Dr. Strangelove: Or How I Learned to Stop Worrying and Love
Effect Size
I like that title better.
I’ve been intrigued by the concept of effect size for
several years. I am not a quantitative
person, but I’m curious. I try to keep an open mind, but I still can’t shake a
lack of faith in numbers. I try to
believe, and sometimes a good quantitative person can move me in their
direction just a bit, but I’m still a qualitative guy at heart.
Two weeks ago, our school division hosted its annual “Making
Connections” conference and Dr. Matt Haas, assistant Superintendent offered a
session titled “You Can Calculate Effect Size.”
The fact that many teachers lack basic literacy in research and
statistical methods is a detriment to our profession. First, we fail to apply the results of research
in the classroom and second, we fail to adequately participate in the
conversations around educational research that drives decisions in our
divisions, states, and nation.
In a perfect world, education research would be carefully
vetted and practitioners could refer to current research from time to time in
order to refine their skills. In the
world as it is, research on education is often agenda-driven and practitioners
too often fall prey to ideas that merely sound good. (Anyone still encouraging
students to discover their Learning Styles?)
In the world of the classroom, it would do teachers well to
understand at least a little of the methods and language that researchers are
using to influence the national conversation on education. Influence that affects universally, such as
the movement to use value-added measurements to teacher evaluations. And,
influence that affects the classroom in the form of instructional methods
teachers are expected to use.
In the absence of any “authoritative body” to filter and
condense the growing body of educational research into something productive for
American education, teachers need to develop a better understanding for
themselves of how to interpret research.
Ready for your first lesson.
Effect Size= “Mean of Data Set Two minus Mean of Data Set
One divided by Standard Deviation of Data Set One.”
If you give a pre-test and a post-test, data set one is the
pre-test. Data set two is the post-test.
Sometime between pre-test and post-test you “apply a treatment.” In the case of
education, an instructional strategy.
The effect size measures how much difference the treatment made.

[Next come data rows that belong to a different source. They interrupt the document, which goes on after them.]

//-
// Copyright (c) 2023, Jason Lingle
//
// This file is part of Lazymime.
//
// Lazymime is free software: you can redistribute it and/or modify it under
// the terms of the GNU  General Public License as published  by the Free
// Software Foundation, either version 3 of the License, or (at your option)
// any later version.
//
// Lazymime is distributed  in the hope that it will  be useful, but WITHOUT
// ANY  WARRANTY; without  even  the implied  warranty  of MERCHANTABILITY  or
// FITNESS FOR  A PARTICULAR  PURPOSE. See the  GNU General  Public License
// for more details.
//
// You should have received a copy of the GNU General Public License along
// with Lazymime. If not, see <http://www.gnu.org/licenses/>.

//! The boundary scanner: bounded line reading over the shared source plus
//! the line-classification loops that advance a part to its next MIME
//! boundary or uuencode sentinel.
//!
//! Boundary ownership is tested against an explicit stack of
//! `(part, boundary)` pairs gathered from the part's ancestry, innermost
//! first, so one scan can terminate any number of nested parts in a single
//! step without recursive calls.

use std::io::{self, Read, Seek};

use crate::mime::bytes::SharedSource;
use crate::mime::part::{ParseContext, PartId};
use crate::support::error::Error;

/// Physical lines longer than this have their excess discarded; the
/// truncated prefix never matches a boundary or sentinel. This bounds
/// buffering against hostile input.
#[cfg(not(test))]
pub const MAX_LINE: usize = 2048;
#[cfg(test)]
pub const MAX_LINE: usize = 128;

// Room for the terminator so a line of exactly MAX_LINE content is not
// considered truncated.
const RAW_CAP: usize = MAX_LINE + 2;

#[cfg(not(test))]
const READ_CHUNK: usize = 8192;
#[cfg(test)]
const READ_CHUNK: usize = 32;

const KEEP_MAX: usize = READ_CHUNK * 4;

/// The most recently read physical line.
#[derive(Debug, Default)]
pub struct ScannedLine {
    /// Absolute offset of the line's first byte.
    pub start: u64,
    /// Absolute offset just past the line's terminator.
    pub end: u64,
    /// Line content, without the terminator, capped near `MAX_LINE`.
    pub text: Vec<u8>,
    /// Bytes of terminator consumed: 0 (EOF), 1 (`\n`) or 2 (`\r\n`).
    pub term_len: u8,
    pub truncated: bool,
}

/// Line-oriented reader over the shared source.
///
/// Keeps its own absolute cursor and buffer window; because the source is
/// read-only, a buffered window keyed by absolute offset can never go
/// stale, and the scanner re-seeks the shared handle on every refill so it
/// tolerates interleaved range-view reads.
pub struct LineScanner {
    source: SharedSource,
    cursor: u64,
    buf: Vec<u8>,
    buf_start: u64,
    line: ScannedLine,
}

impl LineScanner {
    pub fn new(source: SharedSource) -> Self {
        LineScanner {
            source,
            cursor: 0,
            buf: Vec::new(),
            buf_start: 0,
            line: ScannedLine::default(),
        }
    }

    /// Absolute offset of the next unread byte.
    pub fn pos(&self) -> u64 {
        self.cursor
    }

    /// The line most recently returned by `next_line`.
    pub fn line(&self) -> &ScannedLine {
        &self.line
    }

    /// Moves the cursor back, un-reading a line that turned out to belong
    /// to content rather than structure.
    pub fn rewind_to(&mut self, pos: u64) {
        debug_assert!(pos <= self.cursor);
        self.cursor = pos;
    }

    /// Length of the terminator of the line ending exactly at the cursor,
    /// or 0 when the cursor does not sit just past a consumed line.
    ///
    /// A scan resumed after a consumed boundary or sentinel line needs
    /// this so an immediately following delimiter still excludes the
    /// preceding terminator from content.
    pub fn term_before_cursor(&self) -> u64 {
        if self.line.end == self.cursor && self.line.end > self.line.start
        {
            u64::from(self.line.term_len)
        } else {
            0
        }
    }

    /// Makes bytes at the cursor available, returning how many are
    /// buffered there; 0 means EOF.
    fn refill(&mut self) -> Result<usize, Error> {
        let buf_end = self.buf_start + self.buf.len() as u64;
        if self.cursor < self.buf_start || self.cursor > buf_end {
            self.buf.clear();
            self.buf_start = self.cursor;
        } else if self.buf.len() >= KEEP_MAX {
            let consumed = (self.cursor - self.buf_start) as usize;
            if consumed > 0 {
                self.buf.copy_within(consumed.., 0);
                self.buf.truncate(self.buf.len() - consumed);
                self.buf_start += consumed as u64;
            }
        }

        let mut avail =
            (self.buf_start + self.buf.len() as u64 - self.cursor) as usize;
        if 0 == avail {
            let read_pos = self.buf_start + self.buf.len() as u64;
            self.source.seek(io::SeekFrom::Start(read_pos))?;
            let mut chunk = [0u8; READ_CHUNK];
            let nread = self.source.read(&mut chunk)?;
            self.buf.extend_from_slice(&chunk[..nread]);
            avail = nread;
        }

        Ok(avail)
    }

    /// Reads the next physical line; false at EOF.
    pub fn next_line(&mut self) -> Result<bool, Error> {
        self.line.text.clear();
        self.line.start = self.cursor;
        self.line.term_len = 0;
        self.line.truncated = false;

        let mut prev_raw = 0u8;
        loop {
            let avail = self.refill()?;
            if 0 == avail {
                // Unterminated final line, or nothing at all
                self.line.end = self.cursor;
                return Ok(self.cursor != self.line.start);
            }

            let off = (self.cursor - self.buf_start) as usize;
            let window = &self.buf[off..off + avail];
            match memchr::memchr(b'\n', window) {
                Some(lf) => {
                    let before_lf =
                        if lf > 0 { window[lf - 1] } else { prev_raw };
                    append_capped(&mut self.line, &window[..=lf]);
                    self.cursor += lf as u64 + 1;
                    self.line.term_len =
                        if b'\r' == before_lf { 2 } else { 1 };
                    if !self.line.truncated {
                        let len = self.line.text.len()
                            - usize::from(self.line.term_len);
                        self.line.text.truncate(len);
                    }
                    self.line.end = self.cursor;
                    return Ok(true);
                },
                None => {
                    prev_raw = window[window.len() - 1];
                    append_capped(&mut self.line, window);
                    self.cursor += avail as u64;
                },
            }
        }
    }
}

fn append_capped(line: &mut ScannedLine, bytes: &[u8]) {
    let room = RAW_CAP.saturating_sub(line.text.len());
    if bytes.len() > room {
        line.text.extend_from_slice(&bytes[..room]);
        line.truncated = true;
    } else {
        line.text.extend_from_slice(bytes);
    }
}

If like me, you’re not a number/stats person it’s easy to
stop here and pretend that it’s too confusing to waste your time on. This is too important for that, if you didn’t
get it read it again. An effect size
should tell you how much an instructional strategy facilitated or inhibited
student growth. Yes growth (or
value-added if you’d rather.)
Take this tool for what it’s worth. It’s the primary tool used by researchers
such as Marzano and other education “meta-analysts” to determine instructional
methods that work, the techniques have the greatest effect size on student
achievement.
Still, the greatest power in using effect size is
informative, not prescriptive. For example, Marzano’s well-known book
“Classroom Instruction that Works” presents strategies that have proven,
through meta-analysis, to have a higher than average effect size on student
learning. He does not imply (and even
directly states otherwise) that a given strategy WILL work on every student in
every situation.
That's likely the greatest flaw with this type of research. What should be informative for our educational practices becomes prescriptive through policies and evaluative methods. I imagine that across the country, more than a few
teachers have been evaluated on consistently applying the “strategies that
work” without regard to immediate evidence of whether the strategies are
working or not, leaving them skeptical and critical of the entire body of work
that attempts to isolate the most effective classroom strategies.
This is why all of us, from classroom teachers to
legislators enacting policy, should have a better understanding of educational
research.
you should talk about this a lot more, please.